--- Information shown Enclosed Below ---

use grove_core::peers::parse_peer_id;
use grove_core::services::{PeerSyncResult, SyncTarget};
use grove_core::sync::{SyncMode, SyncReport};
use serde::Serialize;

use crate::commands::common::{format_timestamp, short_id, AppContext};
use crate::error::CliError;

#[derive(Debug, Serialize)]
pub struct SyncResultItem {
    pub peer_id: String,
    pub peer_name: String,
    pub ok: bool,
    #[serde(skip_serializing_if = "Option::is_none")]
    pub report: Option<SyncReport>,
    #[serde(skip_serializing_if = "Option::is_none")]
    pub error: Option<String>,
}

pub fn sync_result_to_item(result: &PeerSyncResult) -> SyncResultItem {
    let (report, error) = match &result.result {
        Ok(report) => (Some(report.clone()), None),
        Err(error) => (None, Some(error.to_string())),
    };
    SyncResultItem {
        peer_id: result.peer.peer_id.to_string(),
        peer_name: result.peer.peer_name.clone(),
        ok: error.is_none(),
        report,
        error,
    }
}

pub fn format_report_line(peer_name: &str, report: &SyncReport) -> String {
    format!(
        "{peer_name}: pulled {} (applied {}, conflicts {}, rejected {}), pushed {} (applied {}, conflicts {}, rejected {})",
        report.pulled,
        report.applied,
        report.conflicts,
        report.rejected,
        report.pushed,
        report.remote_applied,
        report.remote_conflicts,
        report.remote_rejected,
    )
}

pub async fn run_sync(
    peer_id: Option<&str>,
    full: bool,
    as_json: bool,
    ctx: &AppContext,
) -> Result<(), CliError> {
    ctx.require_sync_enabled()?;
    let target = match peer_id {
        Some(raw) => SyncTarget::Peer(parse_peer_id(raw)?),
        None => SyncTarget::All,
    };
    let mode = if full { SyncMode::Full } else { SyncMode::Incremental };

    let service = ctx.sync_service().await?;
    let results = service.sync_now(target, mode).await?;

    if as_json {
        let items = results.iter().map(sync_result_to_item).collect::<Vec<_>>();
        println!("{}", serde_json::to_string_pretty(&items)?);
    } else if results.is_empty() {
        println!("No peers registered. Add one with `grove peers add`.");
    } else {
        for result in &results {
            match &result.result {
                Ok(report) => println!("{}", format_report_line(&result.peer.peer_name, report)),
                Err(error) => println!("{}: failed: {error}", result.peer.peer_name),
            }
        }
    }

    let failed = results.iter().filter(|result| result.result.is_err()).count();
    if failed > 0 {
        return Err(CliError::SyncFailed {
            failed,
            total: results.len(),
        });
    }
    Ok(())
}

pub async fn run_status(peer_id: &str, ctx: &AppContext) -> Result<(), CliError> {
    let peer_id = parse_peer_id(peer_id)?;
    let service = ctx.sync_service().await?;
    let status = service.peer_status(&peer_id).await?;

    println!(
        "{} ({}) is {}",
        status.device_name,
        short_id(&status.device_id.to_string()),
        if status.accepting {
            "accepting syncs"
        } else {
            "not accepting syncs"
        }
    );
    println!("Protocol:    {}", status.protocol_version);
    println!("Server time: {}", format_timestamp(status.server_time));
    Ok(())
}
use grove_core::models::{Conflict, ConflictId, ResolutionChoice};

use crate::commands::common::{format_timestamp, short_id, AppContext};
use crate::error::CliError;

pub fn format_conflict_lines(conflicts: &[Conflict]) -> Vec<String> {
    conflicts
        .iter()
        .map(|conflict| {
            let from = conflict
                .remote_device_name
                .clone()
                .or_else(|| conflict.remote_device_id.map(|id| short_id(&id.to_string())))
                .unwrap_or_else(|| "unknown device".to_string());
            format!(
                "{}  {:<10}  {:<12}  {:<15}  {}  from {from}",
                conflict.id,
                conflict.entity_type,
                short_id(&conflict.entity_id),
                conflict.status.as_str(),
                format_timestamp(conflict.detected_at),
            )
        })
        .collect()
}

pub async fn run_conflicts_list(
    include_resolved: bool,
    as_json: bool,
    ctx: &AppContext,
) -> Result<(), CliError> {
    let conflicts = ctx.db.list_conflicts(include_resolved).await?;

    if as_json {
        println!("{}", serde_json::to_string_pretty(&conflicts)?);
        return Ok(());
    }

    if conflicts.is_empty() {
        println!("No sync conflicts recorded.");
        return Ok(());
    }

    for line in format_conflict_lines(&conflicts) {
        println!("{line}");
    }
    Ok(())
}

pub async fn run_conflicts_resolve(
    id: &str,
    choice: ResolutionChoice,
    ctx: &AppContext,
) -> Result<(), CliError> {
    let conflict_id = id.trim().parse::<ConflictId>().map_err(|_| CliError::InvalidId {
        kind: "conflict",
        value: id.to_string(),
    })?;
    let conflict = ctx.db.resolve_conflict(&conflict_id, choice).await?;

    println!(
        "{} {} {}: {}",
        conflict.entity_type,
        conflict.entity_id,
        conflict.id,
        conflict.status.as_str()
    );
    Ok(())
}
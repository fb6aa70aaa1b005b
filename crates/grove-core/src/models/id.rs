//! Time-ordered identifiers shared by every syncable entity and device.
//!
//! All ids are UUID v7 and travel as 32 lowercase hex characters. Parsing also
//! accepts the hyphenated form so hand-written configuration keeps working.

macro_rules! uuid_id {
    ($(#[$meta:meta])* $name:ident) => {
        $(#[$meta])*
        #[derive(Debug, Clone, Copy, PartialEq, Eq, Hash, PartialOrd, Ord)]
        pub struct $name(uuid::Uuid);

        impl $name {
            /// Create a new unique ID using UUID v7
            #[must_use]
            pub fn new() -> Self {
                Self(uuid::Uuid::now_v7())
            }

            /// Get the 32-hex-character representation of this ID
            #[must_use]
            pub fn as_str(&self) -> String {
                self.0.simple().to_string()
            }
        }

        impl Default for $name {
            fn default() -> Self {
                Self::new()
            }
        }

        impl std::fmt::Display for $name {
            fn fmt(&self, f: &mut std::fmt::Formatter<'_>) -> std::fmt::Result {
                write!(f, "{}", self.0.simple())
            }
        }

        impl std::str::FromStr for $name {
            type Err = uuid::Error;

            fn from_str(s: &str) -> std::result::Result<Self, Self::Err> {
                Ok(Self(uuid::Uuid::parse_str(s.trim())?))
            }
        }

        impl serde::Serialize for $name {
            fn serialize<S: serde::Serializer>(&self, serializer: S) -> std::result::Result<S::Ok, S::Error> {
                serializer.collect_str(&self.0.simple())
            }
        }

        impl<'de> serde::Deserialize<'de> for $name {
            fn deserialize<D: serde::Deserializer<'de>>(deserializer: D) -> std::result::Result<Self, D::Error> {
                let raw = String::deserialize(deserializer)?;
                raw.parse().map_err(serde::de::Error::custom)
            }
        }
    };
}

pub(crate) use uuid_id;
//! rustls configuration for pinned, self-signed peer certificates.
//!
//! Peers present self-signed certificates, so chain and hostname checks are
//! replaced by a fingerprint pin. The verifier remembers what it saw so the
//! round can pin it on first contact.

use std::sync::{Arc, Mutex, PoisonError};

use rustls::client::danger::{HandshakeSignatureValid, ServerCertVerified, ServerCertVerifier};
use rustls::crypto::{verify_tls12_signature, verify_tls13_signature, CryptoProvider};
use rustls::pki_types::pem::PemObject;
use rustls::pki_types::{CertificateDer, PrivateKeyDer, ServerName, UnixTime};
use rustls::{ClientConfig, DigitallySignedStruct, ServerConfig, SignatureScheme};

use crate::error::{Error, Result};
use crate::identity::{check_pinned, DeviceIdentity, Fingerprint};

fn crypto_provider() -> Arc<CryptoProvider> {
    Arc::new(rustls::crypto::ring::default_provider())
}

/// Accepts any well-formed server certificate whose fingerprint matches the pin.
///
/// Without a pin every certificate is accepted and recorded (trust on first use).
#[derive(Debug)]
pub struct PinnedCertVerifier {
    peer_id: String,
    pinned: Option<Fingerprint>,
    presented: Mutex<Option<Fingerprint>>,
    provider: Arc<CryptoProvider>,
}

impl PinnedCertVerifier {
    pub fn new(peer_id: impl Into<String>, pinned: Option<Fingerprint>) -> Self {
        Self {
            peer_id: peer_id.into(),
            pinned,
            presented: Mutex::new(None),
            provider: crypto_provider(),
        }
    }

    /// Fingerprint of the last certificate the server presented.
    pub fn presented(&self) -> Option<Fingerprint> {
        self.presented
            .lock()
            .unwrap_or_else(PoisonError::into_inner)
            .clone()
    }

    /// The pin mismatch seen during the handshake, if any.
    pub fn violation(&self) -> Option<Error> {
        let presented = self.presented()?;
        check_pinned(&self.peer_id, self.pinned.as_ref(), &presented).err()
    }
}

impl ServerCertVerifier for PinnedCertVerifier {
    fn verify_server_cert(
        &self,
        end_entity: &CertificateDer<'_>,
        _intermediates: &[CertificateDer<'_>],
        _server_name: &ServerName<'_>,
        _ocsp_response: &[u8],
        _now: UnixTime,
    ) -> std::result::Result<ServerCertVerified, rustls::Error> {
        let presented = Fingerprint::of_der(end_entity.as_ref());
        *self
            .presented
            .lock()
            .unwrap_or_else(PoisonError::into_inner) = Some(presented.clone());

        check_pinned(&self.peer_id, self.pinned.as_ref(), &presented)
            .map_err(|error| rustls::Error::General(error.to_string()))?;
        Ok(ServerCertVerified::assertion())
    }

    fn verify_tls12_signature(
        &self,
        message: &[u8],
        cert: &CertificateDer<'_>,
        dss: &DigitallySignedStruct,
    ) -> std::result::Result<HandshakeSignatureValid, rustls::Error> {
        verify_tls12_signature(
            message,
            cert,
            dss,
            &self.provider.signature_verification_algorithms,
        )
    }

    fn verify_tls13_signature(
        &self,
        message: &[u8],
        cert: &CertificateDer<'_>,
        dss: &DigitallySignedStruct,
    ) -> std::result::Result<HandshakeSignatureValid, rustls::Error> {
        verify_tls13_signature(
            message,
            cert,
            dss,
            &self.provider.signature_verification_algorithms,
        )
    }

    fn supported_verify_schemes(&self) -> Vec<SignatureScheme> {
        self.provider
            .signature_verification_algorithms
            .supported_schemes()
    }
}

/// Client configuration that verifies servers only through `verifier`.
pub fn client_config(verifier: Arc<PinnedCertVerifier>) -> Result<ClientConfig> {
    let config = ClientConfig::builder_with_provider(verifier.provider.clone())
        .with_safe_default_protocol_versions()
        .map_err(|error| Error::Transport(format!("TLS client setup failed: {error}")))?
        .dangerous()
        .with_custom_certificate_verifier(verifier)
        .with_no_client_auth();
    Ok(config)
}

/// Server configuration presenting this device's certificate.
pub fn server_config(identity: &DeviceIdentity) -> Result<ServerConfig> {
    let certificate = CertificateDer::from_pem_slice(identity.certificate_pem().as_bytes())
        .map_err(|error| Error::Identity(format!("invalid device certificate: {error}")))?;
    let key = PrivateKeyDer::from_pem_slice(identity.private_key_pem().as_bytes())
        .map_err(|error| Error::Identity(format!("invalid device key: {error}")))?;

    let mut config = ServerConfig::builder_with_provider(crypto_provider())
        .with_safe_default_protocol_versions()
        .map_err(|error| Error::Identity(format!("TLS server setup failed: {error}")))?
        .with_no_client_auth()
        .with_single_cert(vec![certificate], key)
        .map_err(|error| Error::Identity(format!("TLS server setup failed: {error}")))?;
    config.alpn_protocols = vec![b"http/1.1".to_vec()];
    Ok(config)
}

#[cfg(test)]
mod tests {
    use super::*;
    use pretty_assertions::assert_eq;

    fn der(identity: &DeviceIdentity) -> CertificateDer<'static> {
        CertificateDer::from_pem_slice(identity.certificate_pem().as_bytes()).unwrap()
    }

    fn verify(verifier: &PinnedCertVerifier, cert: &CertificateDer<'_>) -> bool {
        let name = ServerName::try_from("localhost").unwrap();
        verifier
            .verify_server_cert(cert, &[], &name, &[], UnixTime::now())
            .is_ok()
    }

    #[test]
    fn unpinned_verifier_accepts_and_records() {
        let identity = DeviceIdentity::ephemeral("server").unwrap();
        let verifier = PinnedCertVerifier::new("peer", None);

        assert!(verify(&verifier, &der(&identity)));
        assert_eq!(verifier.presented().as_ref(), Some(identity.fingerprint()));
        assert!(verifier.violation().is_none());
    }

    #[test]
    fn pinned_verifier_rejects_other_certificates() {
        let trusted = DeviceIdentity::ephemeral("trusted").unwrap();
        let impostor = DeviceIdentity::ephemeral("impostor").unwrap();
        let verifier = PinnedCertVerifier::new("peer", Some(trusted.fingerprint().clone()));

        assert!(verify(&verifier, &der(&trusted)));
        assert!(!verify(&verifier, &der(&impostor)));
        assert!(matches!(
            verifier.violation(),
            Some(Error::TrustViolation { .. })
        ));
    }

    #[test]
    fn configs_build_from_identity() {
        let identity = DeviceIdentity::ephemeral("device").unwrap();
        let server = server_config(&identity).unwrap();
        assert_eq!(server.alpn_protocols, vec![b"http/1.1".to_vec()]);

        let verifier = Arc::new(PinnedCertVerifier::new("peer", None));
        assert!(client_config(verifier).is_ok());
    }
}
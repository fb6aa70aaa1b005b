//! Local mutation paths for notes, tags, associations and attachments
//!
//! Every mutating method writes its fields and then calls
//! [`ChangeLedger::record_touch`] exactly once, inside one transaction.
//! Inserted rows start with `modified_at = 0` so the touch is what stamps them.

#![allow(clippy::cast_possible_wrap)] // SQLite uses i64 for LIMIT/OFFSET

use libsql::params::Params;
use libsql::{Connection, Value};

use super::{begin, finish, nullable_text};
use crate::error::{Error, Result};
use crate::ledger::{parse_attachment, parse_note, parse_tag, ChangeLedger};
use crate::models::{
    normalize_tag_name, note_tag_key, validate_content, Attachment, AttachmentId, EntitySnapshot,
    EntityType, Note, NoteId, NoteTag, Tag, TagId, MAX_TAG_DEPTH,
};
use crate::util::now_millis;

/// Whether making `parent_id` the parent of `tag_id` would close a loop.
///
/// Walks the stored ancestor chain of `parent_id`, tombstoned tags included.
pub async fn would_create_cycle(
    conn: &Connection,
    tag_id: &TagId,
    parent_id: &TagId,
) -> Result<bool> {
    let target = tag_id.to_string();
    let mut current = Some(parent_id.to_string());
    let mut depth = 0;

    while let Some(id) = current {
        if id == target {
            return Ok(true);
        }
        depth += 1;
        if depth > MAX_TAG_DEPTH {
            return Err(Error::validation(
                "parent_id",
                format!("tag hierarchy deeper than {MAX_TAG_DEPTH} levels"),
            ));
        }
        let mut rows = conn
            .query("SELECT parent_id FROM tags WHERE id = ?", [id.as_str()])
            .await?;
        current = match rows.next().await? {
            Some(row) => row.get::<Option<String>>(0)?,
            None => None,
        };
    }

    Ok(false)
}
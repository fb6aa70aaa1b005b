use grove_core::models::{Peer, PeerRegistration};
use grove_core::peers::parse_peer_id;
use serde::Serialize;

use crate::commands::common::{format_optional_time, short_id, AppContext};
use crate::error::CliError;

#[derive(Debug, Serialize)]
pub struct PeerListItem {
    pub peer_id: String,
    pub peer_name: String,
    pub peer_url: String,
    pub certificate_fingerprint: Option<String>,
    pub last_sync_at: Option<i64>,
}

pub fn peer_to_list_item(peer: &Peer) -> PeerListItem {
    PeerListItem {
        peer_id: peer.peer_id.to_string(),
        peer_name: peer.peer_name.clone(),
        peer_url: peer.peer_url.clone(),
        certificate_fingerprint: peer
            .certificate_fingerprint
            .as_ref()
            .map(ToString::to_string),
        last_sync_at: peer.last_sync_at,
    }
}

pub fn format_peer_lines(peers: &[Peer]) -> Vec<String> {
    peers
        .iter()
        .map(|peer| {
            let id = short_id(&peer.peer_id.to_string());
            let pin = if peer.certificate_fingerprint.is_some() {
                "pinned"
            } else if peer.uses_tls() {
                "unpinned"
            } else {
                "plain http"
            };
            format!(
                "{id:<12}  {:<20}  {:<32}  {pin:<10}  synced {}",
                peer.peer_name,
                peer.peer_url,
                format_optional_time(peer.last_sync_at)
            )
        })
        .collect()
}

pub async fn run_peers_list(as_json: bool, ctx: &AppContext) -> Result<(), CliError> {
    let peers = ctx.db.list_peers().await?;

    if as_json {
        let items = peers.iter().map(peer_to_list_item).collect::<Vec<_>>();
        println!("{}", serde_json::to_string_pretty(&items)?);
    } else if peers.is_empty() {
        println!("No peers registered. Add one with `grove peers add`.");
    } else {
        for line in format_peer_lines(&peers) {
            println!("{line}");
        }
    }
    Ok(())
}

pub async fn run_peers_add(
    registration: PeerRegistration,
    ctx: &AppContext,
) -> Result<(), CliError> {
    let service = ctx.sync_service().await?;
    let peer = service.add_peer(registration).await?;

    println!("Registered {} ({})", peer.peer_name, peer.peer_id);
    if peer.certificate_fingerprint.is_none() && peer.uses_tls() {
        println!("The certificate will be pinned on first contact.");
    }
    Ok(())
}

pub async fn run_peers_remove(peer_id: &str, ctx: &AppContext) -> Result<(), CliError> {
    let peer_id = parse_peer_id(peer_id)?;
    let service = ctx.sync_service().await?;
    service.remove_peer(&peer_id).await?;

    println!("Removed {peer_id}");
    Ok(())
}

pub async fn run_peers_reset_watermark(peer_id: &str, ctx: &AppContext) -> Result<(), CliError> {
    let peer_id = parse_peer_id(peer_id)?;
    let service = ctx.sync_service().await?;
    service.reset_watermark(&peer_id).await?;

    println!("Next sync with {peer_id} will exchange everything");
    Ok(())
}
//! Change records: the unit exchanged between peers.

use serde::{Deserialize, Serialize};
use std::fmt;
use std::str::FromStr;

use crate::error::{Error, Result};

use super::attachment::Attachment;
use super::device::DeviceId;
use super::note::{validate_content, Note};
use super::tag::{normalize_tag_name, NoteTag, Tag};

/// Version of the per-entity snapshot schema carried in every change record.
pub const CHANGE_SCHEMA_VERSION: u32 = 1;

/// Kinds of syncable entity.
#[derive(Debug, Clone, Copy, PartialEq, Eq, Hash, PartialOrd, Ord, Serialize, Deserialize)]
#[serde(rename_all = "snake_case")]
pub enum EntityType {
    Note,
    Tag,
    NoteTag,
    Attachment,
}

impl EntityType {
    /// Every entity type, in dependency order (referenced types first).
    pub const ALL: [Self; 4] = [Self::Note, Self::Tag, Self::NoteTag, Self::Attachment];

    pub const fn as_str(self) -> &'static str {
        match self {
            Self::Note => "note",
            Self::Tag => "tag",
            Self::NoteTag => "note_tag",
            Self::Attachment => "attachment",
        }
    }
}

impl fmt::Display for EntityType {
    fn fmt(&self, f: &mut fmt::Formatter<'_>) -> fmt::Result {
        f.write_str(self.as_str())
    }
}

impl FromStr for EntityType {
    type Err = Error;

    fn from_str(s: &str) -> Result<Self> {
        match s {
            "note" => Ok(Self::Note),
            "tag" => Ok(Self::Tag),
            "note_tag" => Ok(Self::NoteTag),
            "attachment" => Ok(Self::Attachment),
            other => Err(Error::Protocol(format!("unknown entity type: {other}"))),
        }
    }
}

/// Full field snapshot of one entity, tagged by entity type.
#[derive(Debug, Clone, PartialEq, Eq, Serialize, Deserialize)]
#[serde(tag = "entity_type", content = "data", rename_all = "snake_case")]
pub enum EntitySnapshot {
    Note(Note),
    Tag(Tag),
    NoteTag(NoteTag),
    Attachment(Attachment),
}

impl EntitySnapshot {
    pub const fn entity_type(&self) -> EntityType {
        match self {
            Self::Note(_) => EntityType::Note,
            Self::Tag(_) => EntityType::Tag,
            Self::NoteTag(_) => EntityType::NoteTag,
            Self::Attachment(_) => EntityType::Attachment,
        }
    }

    pub fn entity_id(&self) -> String {
        match self {
            Self::Note(note) => note.id.to_string(),
            Self::Tag(tag) => tag.id.to_string(),
            Self::NoteTag(link) => link.key(),
            Self::Attachment(attachment) => attachment.id.to_string(),
        }
    }

    pub const fn modified_at(&self) -> i64 {
        match self {
            Self::Note(note) => note.modified_at,
            Self::Tag(tag) => tag.modified_at,
            Self::NoteTag(link) => link.modified_at,
            Self::Attachment(attachment) => attachment.modified_at,
        }
    }

    pub const fn deleted_at(&self) -> Option<i64> {
        match self {
            Self::Note(note) => note.deleted_at,
            Self::Tag(tag) => tag.deleted_at,
            Self::NoteTag(link) => link.deleted_at,
            Self::Attachment(attachment) => attachment.deleted_at,
        }
    }

    pub const fn is_deleted(&self) -> bool {
        self.deleted_at().is_some()
    }

    /// Same snapshot with `modified_at` replaced.
    #[must_use]
    pub fn with_modified_at(mut self, modified_at: i64) -> Self {
        match &mut self {
            Self::Note(note) => note.modified_at = modified_at,
            Self::Tag(tag) => tag.modified_at = modified_at,
            Self::NoteTag(link) => link.modified_at = modified_at,
            Self::Attachment(attachment) => attachment.modified_at = modified_at,
        }
        self
    }

    /// Whether two snapshots carry the same user-visible state.
    ///
    /// Timestamps are ignored; only whether the entity is tombstoned matters.
    pub fn same_content(&self, other: &Self) -> bool {
        self.normalized() == other.normalized()
    }

    fn normalized(&self) -> Self {
        let mut copy = self.clone().with_modified_at(0);
        match &mut copy {
            Self::Note(note) => {
                note.created_at = 0;
                note.deleted_at = note.deleted_at.map(|_| 0);
            }
            Self::Tag(tag) => {
                tag.created_at = 0;
                tag.deleted_at = tag.deleted_at.map(|_| 0);
            }
            Self::NoteTag(link) => {
                link.created_at = 0;
                link.deleted_at = link.deleted_at.map(|_| 0);
            }
            Self::Attachment(attachment) => {
                attachment.created_at = 0;
                attachment.deleted_at = attachment.deleted_at.map(|_| 0);
            }
        }
        copy
    }

    /// Field-level validation applied to every incoming snapshot.
    pub fn validate(&self) -> Result<()> {
        match self {
            Self::Note(note) => validate_content(&note.content),
            Self::Tag(tag) => {
                normalize_tag_name(&tag.name)?;
                if tag.parent_id == Some(tag.id) {
                    return Err(Error::validation("parent_id", "tag cannot be its own parent"));
                }
                Ok(())
            }
            Self::NoteTag(_) => Ok(()),
            Self::Attachment(attachment) => attachment.validate(),
        }
    }
}

/// One entity snapshot as it travels on the wire.
#[derive(Debug, Clone, PartialEq, Eq, Serialize, Deserialize)]
pub struct ChangeRecord {
    #[serde(default = "default_schema_version")]
    pub schema_version: u32,
    /// Device that sent the snapshot
    #[serde(default, skip_serializing_if = "Option::is_none")]
    pub origin_device: Option<DeviceId>,
    pub entity: EntitySnapshot,
}

const fn default_schema_version() -> u32 {
    CHANGE_SCHEMA_VERSION
}

impl ChangeRecord {
    pub const fn new(entity: EntitySnapshot, origin_device: Option<DeviceId>) -> Self {
        Self {
            schema_version: CHANGE_SCHEMA_VERSION,
            origin_device,
            entity,
        }
    }

    pub const fn entity_type(&self) -> EntityType {
        self.entity.entity_type()
    }

    pub fn entity_id(&self) -> String {
        self.entity.entity_id()
    }

    pub const fn modified_at(&self) -> i64 {
        self.entity.modified_at()
    }

    /// Reject records written by a newer schema than this build understands.
    pub fn check_schema(&self) -> Result<()> {
        if self.schema_version == 0 || self.schema_version > CHANGE_SCHEMA_VERSION {
            return Err(Error::Protocol(format!(
                "unsupported change schema version {} for {} {}",
                self.schema_version,
                self.entity_type(),
                self.entity_id()
            )));
        }
        Ok(())
    }
}

/// Per-record result of running an incoming change through the merge engine.
#[derive(Debug, Clone, Copy, PartialEq, Eq, Serialize, Deserialize)]
#[serde(rename_all = "snake_case")]
pub enum ApplyOutcome {
    /// Incoming snapshot written locally
    Applied,
    /// Local state already matches or supersedes the snapshot
    Unchanged,
    /// Both sides diverged; a conflict record holds both snapshots
    Conflicted,
    /// Snapshot failed validation and was not written
    Rejected,
}

#[derive(Debug, Clone, PartialEq, Eq, Serialize, Deserialize)]
pub struct RecordResult {
    pub entity_type: EntityType,
    pub entity_id: String,
    pub outcome: ApplyOutcome,
    #[serde(default, skip_serializing_if = "Option::is_none")]
    pub reason: Option<String>,
}

impl RecordResult {
    pub fn new(record: &ChangeRecord, outcome: ApplyOutcome) -> Self {
        Self {
            entity_type: record.entity_type(),
            entity_id: record.entity_id(),
            outcome,
            reason: None,
        }
    }

    pub fn rejected(record: &ChangeRecord, reason: impl Into<String>) -> Self {
        Self {
            reason: Some(reason.into()),
            ..Self::new(record, ApplyOutcome::Rejected)
        }
    }
}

--- End of Enclosed Information shown ---

Go through the listing above and write out exactly the lines starting with the one holding "let conflicts = ctx.db.list_conflicts(include_resolved).await?;" and running through the one holding "characters. Parsing also", ends included, and no others.

__Result of this task__.
    let conflicts = ctx.db.list_conflicts(include_resolved).await?;

    if as_json {
        println!("{}", serde_json::to_string_pretty(&conflicts)?);
        return Ok(());
    }

    if conflicts.is_empty() {
        println!("No sync conflicts recorded.");
        return Ok(());
    }

    for line in format_conflict_lines(&conflicts) {
        println!("{line}");
    }
    Ok(())
}

pub async fn run_conflicts_resolve(
    id: &str,
    choice: ResolutionChoice,
    ctx: &AppContext,
) -> Result<(), CliError> {
    let conflict_id = id.trim().parse::<ConflictId>().map_err(|_| CliError::InvalidId {
        kind: "conflict",
        value: id.to_string(),
    })?;
    let conflict = ctx.db.resolve_conflict(&conflict_id, choice).await?;

    println!(
        "{} {} {}: {}",
        conflict.entity_type,
        conflict.entity_id,
        conflict.id,
        conflict.status.as_str()
    );
    Ok(())
}
repository fb6aa70aaa1b005b
filename crates/grove-core/src/models/id.rs
//! Time-ordered identifiers shared by every syncable entity and device.
//!
//! All ids are UUID v7 and travel as 32 lowercase hex characters. Parsing also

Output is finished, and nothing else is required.